**Required action:** Copy verbatim the block of lines in the entries below whose first line contains "while let Some(next)" and whose last line contains "let next = self.next_of(prev, 0)?;". Leave out all other lines.

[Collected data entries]
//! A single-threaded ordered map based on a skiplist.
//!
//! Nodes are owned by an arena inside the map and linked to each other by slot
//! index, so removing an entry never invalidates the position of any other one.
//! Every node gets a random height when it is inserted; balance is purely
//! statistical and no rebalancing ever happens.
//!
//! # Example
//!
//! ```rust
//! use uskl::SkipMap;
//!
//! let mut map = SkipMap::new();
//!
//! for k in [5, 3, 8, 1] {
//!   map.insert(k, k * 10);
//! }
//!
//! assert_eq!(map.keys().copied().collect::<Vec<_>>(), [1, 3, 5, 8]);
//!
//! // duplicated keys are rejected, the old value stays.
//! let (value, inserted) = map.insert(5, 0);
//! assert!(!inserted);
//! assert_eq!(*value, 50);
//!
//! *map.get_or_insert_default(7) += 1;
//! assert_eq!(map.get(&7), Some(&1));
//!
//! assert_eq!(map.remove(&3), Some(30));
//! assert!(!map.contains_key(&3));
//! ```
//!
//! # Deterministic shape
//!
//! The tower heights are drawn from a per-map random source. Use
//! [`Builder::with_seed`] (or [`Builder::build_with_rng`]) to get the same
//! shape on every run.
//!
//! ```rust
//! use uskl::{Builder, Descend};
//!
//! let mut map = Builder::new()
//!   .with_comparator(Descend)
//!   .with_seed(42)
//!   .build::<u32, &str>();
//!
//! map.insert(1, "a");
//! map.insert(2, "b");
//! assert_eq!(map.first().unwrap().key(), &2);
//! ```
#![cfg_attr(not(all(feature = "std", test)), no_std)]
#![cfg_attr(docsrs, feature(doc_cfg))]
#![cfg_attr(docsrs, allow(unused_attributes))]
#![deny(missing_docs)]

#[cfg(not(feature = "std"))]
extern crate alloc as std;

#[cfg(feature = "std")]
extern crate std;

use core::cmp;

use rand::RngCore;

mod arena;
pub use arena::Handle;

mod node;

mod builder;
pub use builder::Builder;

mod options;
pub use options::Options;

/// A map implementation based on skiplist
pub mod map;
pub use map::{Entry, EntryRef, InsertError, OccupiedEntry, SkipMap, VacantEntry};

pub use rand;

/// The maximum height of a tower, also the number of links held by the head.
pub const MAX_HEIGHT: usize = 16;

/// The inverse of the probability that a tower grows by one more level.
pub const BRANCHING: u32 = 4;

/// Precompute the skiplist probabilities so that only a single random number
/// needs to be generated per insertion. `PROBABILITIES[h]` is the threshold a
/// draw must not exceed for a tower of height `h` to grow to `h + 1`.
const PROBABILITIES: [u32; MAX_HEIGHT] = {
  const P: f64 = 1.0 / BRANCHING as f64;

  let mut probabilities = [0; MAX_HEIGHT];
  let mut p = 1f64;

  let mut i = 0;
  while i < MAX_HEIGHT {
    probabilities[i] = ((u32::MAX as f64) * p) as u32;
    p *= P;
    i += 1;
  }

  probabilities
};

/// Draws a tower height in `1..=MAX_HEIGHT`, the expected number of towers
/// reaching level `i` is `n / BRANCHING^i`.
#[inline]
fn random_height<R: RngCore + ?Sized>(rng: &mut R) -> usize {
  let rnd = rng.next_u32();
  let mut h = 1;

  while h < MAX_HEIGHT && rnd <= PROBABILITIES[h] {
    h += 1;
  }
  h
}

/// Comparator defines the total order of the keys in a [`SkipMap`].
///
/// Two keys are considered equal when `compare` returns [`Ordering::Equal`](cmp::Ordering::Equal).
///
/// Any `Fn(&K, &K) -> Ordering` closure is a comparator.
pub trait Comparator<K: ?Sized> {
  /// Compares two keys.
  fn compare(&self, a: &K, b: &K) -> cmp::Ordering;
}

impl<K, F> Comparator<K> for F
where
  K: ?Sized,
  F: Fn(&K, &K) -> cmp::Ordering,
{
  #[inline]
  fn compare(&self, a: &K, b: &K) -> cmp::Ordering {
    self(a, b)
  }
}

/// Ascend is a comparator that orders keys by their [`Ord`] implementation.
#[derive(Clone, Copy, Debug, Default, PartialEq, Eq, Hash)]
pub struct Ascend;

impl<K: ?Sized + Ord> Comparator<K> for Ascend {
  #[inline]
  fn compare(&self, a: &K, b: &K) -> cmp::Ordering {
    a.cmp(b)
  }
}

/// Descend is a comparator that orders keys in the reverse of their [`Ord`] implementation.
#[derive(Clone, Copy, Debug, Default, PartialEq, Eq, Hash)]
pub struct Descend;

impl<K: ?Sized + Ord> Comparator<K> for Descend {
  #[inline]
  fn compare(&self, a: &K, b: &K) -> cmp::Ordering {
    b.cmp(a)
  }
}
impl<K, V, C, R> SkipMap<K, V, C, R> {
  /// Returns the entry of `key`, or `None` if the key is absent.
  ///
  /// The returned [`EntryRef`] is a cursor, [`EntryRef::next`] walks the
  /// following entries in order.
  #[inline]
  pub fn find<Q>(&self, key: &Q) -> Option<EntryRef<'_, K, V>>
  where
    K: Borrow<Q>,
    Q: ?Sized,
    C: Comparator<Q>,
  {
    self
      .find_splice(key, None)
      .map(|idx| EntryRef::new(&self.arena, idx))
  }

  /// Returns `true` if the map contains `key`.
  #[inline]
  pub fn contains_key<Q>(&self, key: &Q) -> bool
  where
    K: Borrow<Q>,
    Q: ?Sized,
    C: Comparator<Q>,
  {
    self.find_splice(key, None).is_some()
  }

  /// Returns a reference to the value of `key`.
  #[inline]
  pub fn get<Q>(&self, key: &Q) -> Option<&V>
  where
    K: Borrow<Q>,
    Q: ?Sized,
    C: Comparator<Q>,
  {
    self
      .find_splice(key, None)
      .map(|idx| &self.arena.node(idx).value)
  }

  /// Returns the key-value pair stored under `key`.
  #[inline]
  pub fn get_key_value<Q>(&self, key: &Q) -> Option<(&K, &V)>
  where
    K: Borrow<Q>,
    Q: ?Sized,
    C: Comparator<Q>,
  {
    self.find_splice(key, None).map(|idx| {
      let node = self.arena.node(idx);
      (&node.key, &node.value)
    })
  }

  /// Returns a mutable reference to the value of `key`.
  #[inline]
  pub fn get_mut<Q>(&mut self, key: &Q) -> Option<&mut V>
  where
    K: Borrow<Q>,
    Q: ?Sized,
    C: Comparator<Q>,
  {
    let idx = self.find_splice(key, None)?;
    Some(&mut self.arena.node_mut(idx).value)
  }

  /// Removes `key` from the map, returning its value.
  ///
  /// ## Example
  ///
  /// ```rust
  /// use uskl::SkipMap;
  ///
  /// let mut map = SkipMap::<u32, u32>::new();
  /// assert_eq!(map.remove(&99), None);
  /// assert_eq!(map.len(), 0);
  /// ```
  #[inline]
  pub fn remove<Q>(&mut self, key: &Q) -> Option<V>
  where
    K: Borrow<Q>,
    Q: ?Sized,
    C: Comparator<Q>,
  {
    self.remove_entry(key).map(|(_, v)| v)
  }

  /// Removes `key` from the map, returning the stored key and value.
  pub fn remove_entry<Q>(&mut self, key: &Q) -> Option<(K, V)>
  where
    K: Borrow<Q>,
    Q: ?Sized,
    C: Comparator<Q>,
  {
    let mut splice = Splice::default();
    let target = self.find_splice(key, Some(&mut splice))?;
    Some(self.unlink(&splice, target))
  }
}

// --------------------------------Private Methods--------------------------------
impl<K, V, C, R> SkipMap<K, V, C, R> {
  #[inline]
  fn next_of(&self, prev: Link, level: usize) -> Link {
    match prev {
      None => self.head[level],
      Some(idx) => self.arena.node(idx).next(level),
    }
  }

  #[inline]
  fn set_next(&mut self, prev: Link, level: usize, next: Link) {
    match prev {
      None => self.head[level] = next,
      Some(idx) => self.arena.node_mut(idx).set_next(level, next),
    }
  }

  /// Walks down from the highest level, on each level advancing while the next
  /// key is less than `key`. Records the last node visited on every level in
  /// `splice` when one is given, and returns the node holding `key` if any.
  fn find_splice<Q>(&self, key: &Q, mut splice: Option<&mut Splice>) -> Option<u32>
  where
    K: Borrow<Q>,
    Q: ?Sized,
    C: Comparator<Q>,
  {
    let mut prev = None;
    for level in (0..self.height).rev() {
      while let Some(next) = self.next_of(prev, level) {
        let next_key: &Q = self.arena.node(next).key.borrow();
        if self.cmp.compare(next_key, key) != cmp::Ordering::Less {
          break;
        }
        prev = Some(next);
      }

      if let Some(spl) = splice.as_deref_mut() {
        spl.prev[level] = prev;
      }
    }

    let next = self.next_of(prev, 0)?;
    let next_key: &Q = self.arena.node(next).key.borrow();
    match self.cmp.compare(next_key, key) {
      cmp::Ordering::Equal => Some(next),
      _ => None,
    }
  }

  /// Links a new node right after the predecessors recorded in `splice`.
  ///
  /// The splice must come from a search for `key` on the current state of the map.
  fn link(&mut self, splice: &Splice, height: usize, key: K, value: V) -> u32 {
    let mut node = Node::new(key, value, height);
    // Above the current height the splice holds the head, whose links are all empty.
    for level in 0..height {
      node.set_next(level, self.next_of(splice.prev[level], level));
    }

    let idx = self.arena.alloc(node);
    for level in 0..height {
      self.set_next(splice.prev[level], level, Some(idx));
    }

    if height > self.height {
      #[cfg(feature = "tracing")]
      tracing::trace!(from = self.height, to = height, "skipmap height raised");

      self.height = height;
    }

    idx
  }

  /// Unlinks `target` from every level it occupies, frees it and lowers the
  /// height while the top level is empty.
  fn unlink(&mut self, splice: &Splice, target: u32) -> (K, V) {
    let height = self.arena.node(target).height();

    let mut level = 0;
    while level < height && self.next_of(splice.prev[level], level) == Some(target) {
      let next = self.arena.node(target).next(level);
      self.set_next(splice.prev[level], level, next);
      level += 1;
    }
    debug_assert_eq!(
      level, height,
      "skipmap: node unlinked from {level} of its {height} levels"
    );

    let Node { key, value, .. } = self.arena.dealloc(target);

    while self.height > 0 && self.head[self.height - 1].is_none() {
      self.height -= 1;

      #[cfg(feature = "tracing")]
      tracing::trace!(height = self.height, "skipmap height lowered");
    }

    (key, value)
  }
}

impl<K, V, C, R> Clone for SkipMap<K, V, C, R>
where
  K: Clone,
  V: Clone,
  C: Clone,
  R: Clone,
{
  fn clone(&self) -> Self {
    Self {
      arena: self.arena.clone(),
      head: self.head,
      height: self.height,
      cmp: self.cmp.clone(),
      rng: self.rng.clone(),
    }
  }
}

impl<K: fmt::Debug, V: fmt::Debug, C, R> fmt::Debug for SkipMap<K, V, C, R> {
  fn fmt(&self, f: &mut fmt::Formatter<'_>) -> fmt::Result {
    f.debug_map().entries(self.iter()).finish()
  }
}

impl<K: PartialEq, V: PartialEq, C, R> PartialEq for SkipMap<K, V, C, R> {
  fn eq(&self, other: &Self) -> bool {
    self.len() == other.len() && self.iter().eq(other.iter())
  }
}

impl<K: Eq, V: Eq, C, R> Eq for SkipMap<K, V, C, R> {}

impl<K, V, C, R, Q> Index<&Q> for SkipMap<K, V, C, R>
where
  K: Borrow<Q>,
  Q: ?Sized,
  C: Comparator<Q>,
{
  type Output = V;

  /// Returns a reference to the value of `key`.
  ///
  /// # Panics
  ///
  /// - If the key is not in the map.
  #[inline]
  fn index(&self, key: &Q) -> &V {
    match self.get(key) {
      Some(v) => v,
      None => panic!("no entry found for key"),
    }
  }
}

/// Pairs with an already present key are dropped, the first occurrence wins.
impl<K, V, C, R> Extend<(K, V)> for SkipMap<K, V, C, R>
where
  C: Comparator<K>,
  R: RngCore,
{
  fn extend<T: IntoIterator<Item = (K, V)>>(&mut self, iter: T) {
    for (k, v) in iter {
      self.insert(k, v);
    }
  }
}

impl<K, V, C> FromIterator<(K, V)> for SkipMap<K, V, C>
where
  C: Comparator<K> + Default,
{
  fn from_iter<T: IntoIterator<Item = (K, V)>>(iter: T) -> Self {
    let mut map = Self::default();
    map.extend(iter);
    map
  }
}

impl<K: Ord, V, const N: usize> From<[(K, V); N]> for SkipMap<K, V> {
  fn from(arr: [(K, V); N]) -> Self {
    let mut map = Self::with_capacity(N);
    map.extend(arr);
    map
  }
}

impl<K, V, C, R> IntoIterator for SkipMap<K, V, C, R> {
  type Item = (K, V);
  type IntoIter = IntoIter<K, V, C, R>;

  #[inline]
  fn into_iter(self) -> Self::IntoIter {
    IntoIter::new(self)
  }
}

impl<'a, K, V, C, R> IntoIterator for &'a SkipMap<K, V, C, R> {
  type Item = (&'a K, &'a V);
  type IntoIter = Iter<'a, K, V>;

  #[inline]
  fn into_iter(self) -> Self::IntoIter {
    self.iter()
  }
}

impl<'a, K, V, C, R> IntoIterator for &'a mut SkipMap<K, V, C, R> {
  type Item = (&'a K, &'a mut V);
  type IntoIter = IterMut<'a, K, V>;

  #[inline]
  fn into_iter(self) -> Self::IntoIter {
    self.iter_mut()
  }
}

**Expected output:**
      while let Some(next) = self.next_of(prev, level) {
        let next_key: &Q = self.arena.node(next).key.borrow();
        if self.cmp.compare(next_key, key) != cmp::Ordering::Less {
          break;
        }
        prev = Some(next);
      }

      if let Some(spl) = splice.as_deref_mut() {
        spl.prev[level] = prev;
      }
    }

    let next = self.next_of(prev, 0)?;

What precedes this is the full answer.